For users of low-demand software, there is the possibility that a slowing in the advancement of processing power won’t make much of a difference. For an illustration, consider what goes into playing slot games for real money on an online casino website. The websites that offer these games are already designed to cover a range of desktop and mobile devices, so device speed is rarely an issue. The same applies to the games like Bigger Bass Bonanza and Mustang Gold, which still look great and play well on older systems. There’s a standard here, where the online casino business is almost immune from the growing demands which affect other tech-reliant industries.
On the other end of the spectrum is the growing landscape of video editing jobs. These are constantly working with high resolutions, where encoding speed for rendering is very reliant on processing speeds. As 4K becomes the default, a stagnation of speeds would result in serious problems for productivity, even for the fastest purpose-built video editing workstations. Fortunately, since resolutions higher than 4K offer nearly imperceptible differences to the human eye, this industry should slowly catch up.
The Cause of Problems
The big issue for the degradation of Moore’s law comes from physical complexities in minimum sizes. Transistor sizes are measured in nanometers, where many of the fastest technologies are seeing plateaus at four or seven nanometers. While IBM announced that it has developed two-nanometer tech, this is still years from implementation. It’s also approaching a hard limit since two nanometers is just ten times the size of a silicon atom.
Smaller transistors are required because the less room they take up, the more of them can fit in single chips, the less energy they require, and the less heat they produce.

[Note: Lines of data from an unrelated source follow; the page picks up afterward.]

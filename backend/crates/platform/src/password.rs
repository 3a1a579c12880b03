//! Password Hashing and Verification
//!
//! - Argon2id hashing with a random salt per password, stored as a PHC string
//! - Optional application-wide pepper appended before hashing
//! - Clear-text passwords are NFKC-normalized and zeroized on drop
//!
//! Two entry points exist for clear text: [`PlainPassword::new`] applies the
//! site password policy (registration), [`PlainPassword::unchecked`] does not
//! (login, where any submitted string must simply fail to verify).

use std::fmt;

use argon2::{Argon2, PasswordHash, PasswordHasher, PasswordVerifier, password_hash::SaltString};
use rand::rngs::OsRng;
use thiserror::Error;
use unicode_normalization::UnicodeNormalization;
use zeroize::{Zeroize, ZeroizeOnDrop, Zeroizing};

pub const MIN_PASSWORD_LENGTH: usize = 8;
pub const MAX_PASSWORD_LENGTH: usize = 128;

/// Passwords refused outright, compared case-insensitively
const COMMON_PASSWORDS: &[&str] = &[
    "password",
    "password1",
    "password123",
    "passw0rd",
    "abcdefgh",
    "letmein1",
    "welcome1",
    "iloveyou",
    "sunshine",
    "princess",
    "football",
    "baseball",
    "trustno1",
    "qwertyui",
    "qwerty123",
    "asdfghjk",
    "zxcvbnm1",
];

/// Reasons a password is refused at registration.
///
/// Display strings are shown next to the password field.
#[derive(Debug, Clone, PartialEq, Eq, Error)]
pub enum PasswordPolicyError {
    #[error("This field is required.")]
    Blank,

    #[error("This password is too short. It must contain at least {min} characters.")]
    TooShort { min: usize },

    #[error("This password is too long. It must contain at most {max} characters.")]
    TooLong { max: usize },

    #[error("This password contains control characters.")]
    ControlCharacter,

    #[error("This password is too common.")]
    Common,

    #[error("This password is entirely numeric.")]
    EntirelyNumeric,
}

#[derive(Debug, Error)]
pub enum PasswordHashError {
    #[error("Password hashing failed: {0}")]
    HashingFailed(String),

    #[error("Invalid password hash format")]
    InvalidHashFormat,
}

// ============================================================================
// Clear text
// ============================================================================

/// Clear-text password, wiped from memory when dropped.
///
/// Not `Clone`; `Debug` is redacted.
#[derive(Zeroize, ZeroizeOnDrop)]
pub struct PlainPassword(String);

impl PlainPassword {
    /// Normalize and check against the site password policy
    pub fn new(raw: String) -> Result<Self, PasswordPolicyError> {
        let raw = Zeroizing::new(raw);
        let normalized: String = raw.nfkc().collect();
        let candidate = Self(normalized);

        if candidate.0.trim().is_empty() {
            return Err(PasswordPolicyError::Blank);
        }

        let char_count = candidate.0.chars().count();
        if char_count < MIN_PASSWORD_LENGTH {
            return Err(PasswordPolicyError::TooShort {
                min: MIN_PASSWORD_LENGTH,
            });
        }
        if char_count > MAX_PASSWORD_LENGTH {
            return Err(PasswordPolicyError::TooLong {
                max: MAX_PASSWORD_LENGTH,
            });
        }

        if candidate
            .0
            .chars()
            .any(|ch| ch.is_control() && ch != '\t')
        {
            return Err(PasswordPolicyError::ControlCharacter);
        }

        if candidate.0.chars().all(|ch| ch.is_ascii_digit()) {
            return Err(PasswordPolicyError::EntirelyNumeric);
        }

        if is_common(&candidate.0) {
            return Err(PasswordPolicyError::Common);
        }

        Ok(candidate)
    }

    /// Normalize without policy checks
    pub fn unchecked(raw: String) -> Self {
        let raw = Zeroizing::new(raw);
        Self(raw.nfkc().collect())
    }

    /// Hash with Argon2id (default parameters: m=19 MiB, t=2, p=1)
    pub fn hash(&self, pepper: Option<&[u8]>) -> Result<PasswordDigest, PasswordHashError> {
        let input = self.peppered(pepper);
        let salt = SaltString::generate(&mut OsRng);

        let hash = Argon2::default()
            .hash_password(&input, &salt)
            .map_err(|e| PasswordHashError::HashingFailed(e.to_string()))?;

        Ok(PasswordDigest(hash.to_string()))
    }

    fn peppered(&self, pepper: Option<&[u8]>) -> Zeroizing<Vec<u8>> {
        let mut input = Zeroizing::new(self.0.as_bytes().to_vec());
        if let Some(pepper) = pepper {
            input.extend_from_slice(pepper);
        }
        input
    }
}

impl fmt::Debug for PlainPassword {
    fn fmt(&self, f: &mut fmt::Formatter<'_>) -> fmt::Result {
        f.debug_tuple("PlainPassword").field(&"[REDACTED]").finish()
    }
}

// ============================================================================
// Digest
// ============================================================================

/// Argon2id hash in PHC string format, safe to store
#[derive(Clone, PartialEq, Eq)]
pub struct PasswordDigest(String);

impl PasswordDigest {
    /// Load a stored PHC string, checking that it parses
    pub fn from_phc_string(s: impl Into<String>) -> Result<Self, PasswordHashError> {
        let phc = s.into();
        PasswordHash::new(&phc).map_err(|_| PasswordHashError::InvalidHashFormat)?;
        Ok(Self(phc))
    }

    pub fn as_phc_string(&self) -> &str {
        &self.0
    }

    /// Constant-time verification (inside `argon2`)
    pub fn verify(&self, password: &PlainPassword, pepper: Option<&[u8]>) -> bool {
        let Ok(parsed) = PasswordHash::new(&self.0) else {
            return false;
        };

        Argon2::default()
            .verify_password(&password.peppered(pepper), &parsed)
            .is_ok()
    }
}

impl fmt::Debug for PasswordDigest {
    fn fmt(&self, f: &mut fmt::Formatter<'_>) -> fmt::Result {
        f.debug_tuple("PasswordDigest").field(&"[HASH]").finish()
    }
}

fn is_common(password: &str) -> bool {
    let lower = password.to_lowercase();

    let mut chars = lower.chars();
    if let Some(first) = chars.next() {
        if chars.all(|c| c == first) {
            return true;
        }
    }

    if is_sequential(&lower) {
        return true;
    }

    COMMON_PASSWORDS.contains(&lower.as_str())
}

/// "abcdefgh", "87654321" and the like: every char one step from the last
fn is_sequential(s: &str) -> bool {
    let codes: Vec<u32> = s.chars().map(u32::from).collect();
    if codes.len() < 2 {
        return false;
    }

    let ascending = codes.windows(2).all(|w| w[1] == w[0] + 1);
    let descending = codes.windows(2).all(|w| w[0] == w[1] + 1);
    ascending || descending
}

#[cfg(test)]
mod tests {
    use super::*;

    #[test]
    fn test_policy_rejections() {
        assert_eq!(
            PlainPassword::new("".to_string()).unwrap_err(),
            PasswordPolicyError::Blank
        );
        assert_eq!(
            PlainPassword::new("        ".to_string()).unwrap_err(),
            PasswordPolicyError::Blank
        );
        assert_eq!(
            PlainPassword::new("short".to_string()).unwrap_err(),
            PasswordPolicyError::TooShort { min: 8 }
        );
        assert_eq!(
            PlainPassword::new("x".repeat(MAX_PASSWORD_LENGTH + 1)).unwrap_err(),
            PasswordPolicyError::TooLong { max: 128 }
        );
        assert_eq!(
            PlainPassword::new("bad\u{7}bell pass".to_string()).unwrap_err(),
            PasswordPolicyError::ControlCharacter
        );
        assert_eq!(
            PlainPassword::new("90210553".to_string()).unwrap_err(),
            PasswordPolicyError::EntirelyNumeric
        );
        assert_eq!(
            PlainPassword::new("Password123".to_string()).unwrap_err(),
            PasswordPolicyError::Common
        );
        assert_eq!(
            PlainPassword::new("abcdefghij".to_string()).unwrap_err(),
            PasswordPolicyError::Common
        );
        assert_eq!(
            PlainPassword::new("zzzzzzzzz".to_string()).unwrap_err(),
            PasswordPolicyError::Common
        );
    }

    #[test]
    fn test_policy_accepts() {
        assert!(PlainPassword::new("cupcake-lover-42".to_string()).is_ok());
        assert!(PlainPassword::new("パスワードは安全です".to_string()).is_ok());
    }

    #[test]
    fn test_policy_messages_are_field_ready() {
        let err = PlainPassword::new("tiny".to_string()).unwrap_err();
        assert_eq!(
            err.to_string(),
            "This password is too short. It must contain at least 8 characters."
        );
    }

    #[test]
    fn test_hash_and_verify() {
        let password = PlainPassword::new("cupcake-lover-42".to_string()).unwrap();
        let digest = password.hash(None).unwrap();

        assert!(digest.as_phc_string().starts_with("$argon2id$"));
        assert!(!digest.as_phc_string().contains("cupcake-lover-42"));
        assert!(digest.verify(&password, None));
        assert!(!digest.verify(&PlainPassword::unchecked("cupcake-lover-43".into()), None));
    }

    #[test]
    fn test_pepper_must_match() {
        let password = PlainPassword::unchecked("cupcake-lover-42".to_string());
        let digest = password.hash(Some(b"pepper")).unwrap();

        assert!(digest.verify(&password, Some(b"pepper")));
        assert!(!digest.verify(&password, None));
        assert!(!digest.verify(&password, Some(b"salt")));
    }

    #[test]
    fn test_nfkc_normalization_on_both_paths() {
        // Fullwidth letters normalize to ASCII, so both spellings verify.
        let stored = PlainPassword::new("ｃｕｐｃａｋｅ-lover".to_string()).unwrap();
        let digest = stored.hash(None).unwrap();
        assert!(digest.verify(&PlainPassword::unchecked("cupcake-lover".into()), None));
    }

    #[test]
    fn test_phc_roundtrip_and_invalid() {
        let password = PlainPassword::unchecked("cupcake-lover-42".to_string());
        let digest = password.hash(None).unwrap();
        let restored = PasswordDigest::from_phc_string(digest.as_phc_string()).unwrap();
        assert!(restored.verify(&password, None));

        assert!(PasswordDigest::from_phc_string("cupcake-lover-42").is_err());
    }

    #[test]
    fn test_debug_redaction() {
        let password = PlainPassword::unchecked("hunter2hunter2".to_string());
        let debug = format!("{password:?}");
        assert!(debug.contains("REDACTED"));
        assert!(!debug.contains("hunter2"));
    }
}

Hitting a limit means hardware developers instead need to increase size, as has been seen with the last few generations of video cards like Nvidia’s RTX 3090 and 4090.
Finding a Solution
The solution that some developers are finding to the slowing of transistor shrinkage is to instead look for other avenues of improvement. This was seen in clock speeds in CPUs years ago, which saw huge jumps to around 3.5 Ghz, after which serious diminishing returns appeared. Instead, the solution was to make chips more efficient with what they could do per cycle through better engineering principles.
With new approaches like 3D processing technology, hardware manufacturers have discovered another way to keep pushing forward, and new possibilities are always being explored. In this way, the limits of Moore’s law might only apply in a strictly structural sense, where the concept of ever-improving performance, at its core, might hold for decades to come. That is until we finally and inevitably explore and exploit all available options.